Data extracted from a collection:
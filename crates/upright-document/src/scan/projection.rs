// SPDX-License-Identifier: PMPL-1.0-or-later
// Copyright (c) 2026 Jonathan D.A. Jewell (hyperpolymath) <jonathan.jewell@open.ac.uk>
//
// Projection scorer — row/column profile variance ratio.
//
// Upright or upside-down text alternates lines and gaps down the page, so the
// row profile swings while the column profile stays flat. Sideways text flips
// that relationship.

use super::mask::BinaryMask;

/// Row-wise ink sums divided by the width, and column-wise sums divided by
/// the height.
pub fn profiles(mask: &BinaryMask) -> (Vec<f64>, Vec<f64>) {
    let width = mask.width() as f64;
    let height = mask.height() as f64;
    let horizontal = mask
        .row_sums()
        .into_iter()
        .map(|sum| sum as f64 / width)
        .collect();
    let vertical = mask
        .column_sums()
        .into_iter()
        .map(|sum| sum as f64 / height)
        .collect();
    (horizontal, vertical)
}

/// `var(horizontal) / (var(vertical) + epsilon)`. Zero for degenerate masks.
pub fn variance_ratio(mask: &BinaryMask, epsilon: f64) -> f64 {
    if mask.is_degenerate() {
        return 0.0;
    }
    let (horizontal, vertical) = profiles(mask);
    variance(&horizontal) / (variance(&vertical) + epsilon)
}

/// Population variance.
fn variance(values: &[f64]) -> f64 {
    if values.is_empty() {
        return 0.0;
    }
    let n = values.len() as f64;
    let mean = values.iter().sum::<f64>() / n;
    values.iter().map(|v| (v - mean).powi(2)).sum::<f64>() / n
}
impl ImageProcessor {
    // -- Construction ---------------------------------------------------------

    /// Load an image from a file path, applying its EXIF orientation so the
    /// pixels match what a viewer would display.
    #[instrument(skip_all, fields(path = %path.as_ref().display()))]
    pub fn open(path: impl AsRef<Path>) -> Result<Self, UprightError> {
        let path = path.as_ref();
        let reader = ImageReader::open(path)
            .and_then(|reader| reader.with_guessed_format())
            .map_err(|err| {
                UprightError::ImageError(format!("failed to open {}: {}", path.display(), err))
            })?;
        let (image, exif) = decode_upright(reader)
            .map_err(|err| UprightError::ImageError(format!("{}: {}", path.display(), err)))?;
        info!(
            width = image.width(),
            height = image.height(),
            exif = exif.is_some(),
            "Image loaded"
        );
        Ok(Self { image, exif })
    }

    /// Create a processor from raw encoded bytes (JPEG, PNG, etc.), applying
    /// any EXIF orientation.
    #[instrument(skip(data), fields(data_len = data.len()))]
    pub fn from_bytes(data: &[u8]) -> Result<Self, UprightError> {
        let reader = ImageReader::new(Cursor::new(data))
            .with_guessed_format()
            .map_err(|err| UprightError::ImageError(format!("failed to sniff image: {}", err)))?;
        let (image, exif) = decode_upright(reader)?;
        debug!(
            width = image.width(),
            height = image.height(),
            "Image decoded from bytes"
        );
        Ok(Self { image, exif })
    }

    /// Wrap an already-decoded `DynamicImage`.
    pub fn from_dynamic(image: DynamicImage) -> Self {
        Self { image, exif: None }
    }

    /// Attach an EXIF block to be written with JPEG output. Any orientation
    /// tag in it is reset to "no transform".
    pub fn with_exif_metadata(mut self, mut exif: Vec<u8>) -> Self {
        let _ = ExifOrientation::remove_from_exif_chunk(&mut exif);
        self.exif = Some(exif);
        self
    }

    // -- Accessors ------------------------------------------------------------

    pub fn width(&self) -> u32 {
        self.image.width()
    }

    pub fn height(&self) -> u32 {
        self.image.height()
    }

    /// Borrow the underlying `DynamicImage`.
    pub fn as_dynamic(&self) -> &DynamicImage {
        &self.image
    }

    /// Consume the processor and return the underlying `DynamicImage`.
    pub fn into_dynamic(self) -> DynamicImage {
        self.image
    }

    /// EXIF block carried over from the source, if any.
    pub fn exif_metadata(&self) -> Option<&[u8]> {
        self.exif.as_deref()
    }

    /// 8-bit luma copy of the current image.
    pub fn to_luma(&self) -> GrayImage {
        self.image.to_luma8()
    }

    // -- Transformations (consume self, return new Self) -----------------------

    /// Rotate clockwise by a quarter-turn multiple. Lossless.
    pub fn rotate(self, orientation: Orientation) -> Self {
        Self {
            image: rotated(&self.image, orientation),
            exif: self.exif,
        }
    }

    /// Downscale (bilinear) so the long side is at most `max_side`. Smaller
    /// images are returned untouched.
    pub fn fit_within(self, max_side: u32) -> Self {
        let long_side = self.image.width().max(self.image.height());
        if long_side <= max_side || long_side == 0 {
            return self;
        }
        self.scale_long_side(max_side)
    }

    /// Upscale (bilinear) so the long side is at least `min_side`. Larger
    /// images are returned untouched.
    pub fn enlarge_to(self, min_side: u32) -> Self {
        let long_side = self.image.width().max(self.image.height());
        if long_side >= min_side || long_side == 0 {
            return self;
        }
        self.scale_long_side(min_side)
    }

    fn scale_long_side(self, target: u32) -> Self {
        let (w, h) = (self.image.width(), self.image.height());
        let scale = target as f64 / w.max(h) as f64;
        let new_w = ((w as f64 * scale) as u32).max(1);
        let new_h = ((h as f64 * scale) as u32).max(1);
        debug!(from_w = w, from_h = h, new_w, new_h, "Rescaling image");
        Self {
            image: self
                .image
                .resize_exact(new_w, new_h, FilterType::Triangle),
            exif: self.exif,
        }
    }

    // -- Output ---------------------------------------------------------------

    /// Encode the current image as PNG bytes.
    pub fn to_png_bytes(&self) -> Result<Vec<u8>, UprightError> {
        encode_to_format(&self.image, ImageFormat::Png)
    }

    /// Encode the current image as JPEG bytes with the given quality (1-100).
    ///
    /// Grayscale pages stay single-channel; everything else becomes RGB. The
    /// carried EXIF block, if any, is embedded.
    pub fn to_jpeg_bytes(&self, quality: u8) -> Result<Vec<u8>, UprightError> {
        let mut buffer = Vec::new();
        let mut encoder = JpegEncoder::new_with_quality(&mut buffer, quality);
        if let Some(exif) = &self.exif {
            encoder.set_exif_metadata(exif.clone()).map_err(|err| {
                UprightError::ImageError(format!("cannot embed EXIF: {}", err))
            })?;
        }
        let result = match self.image.color() {
            ColorType::L8 | ColorType::La8 | ColorType::L16 | ColorType::La16 => {
                self.image.to_luma8().write_with_encoder(encoder)
            }
            _ => self.image.to_rgb8().write_with_encoder(encoder),
        };
        result.map_err(|err| UprightError::ImageError(format!("JPEG encoding failed: {}", err)))?;
        Ok(buffer)
    }

    /// Write the image to a file. The format is inferred from the extension;
    /// JPEGs are written at [`JPEG_QUALITY`].
    pub fn save(&self, path: impl AsRef<Path>) -> Result<(), UprightError> {
        let path = path.as_ref();
        let format = ImageFormat::from_path(path).map_err(|err| {
            UprightError::UnsupportedImage(format!("{}: {}", path.display(), err))
        })?;
        let bytes = match format {
            ImageFormat::Jpeg => self.to_jpeg_bytes(JPEG_QUALITY)?,
            other => encode_to_format(&self.image, other)?,
        };
        std::fs::write(path, bytes)?;
        Ok(())
    }
}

Work required = State in a single number how many lines in the data include the word "mean".

Your response = 2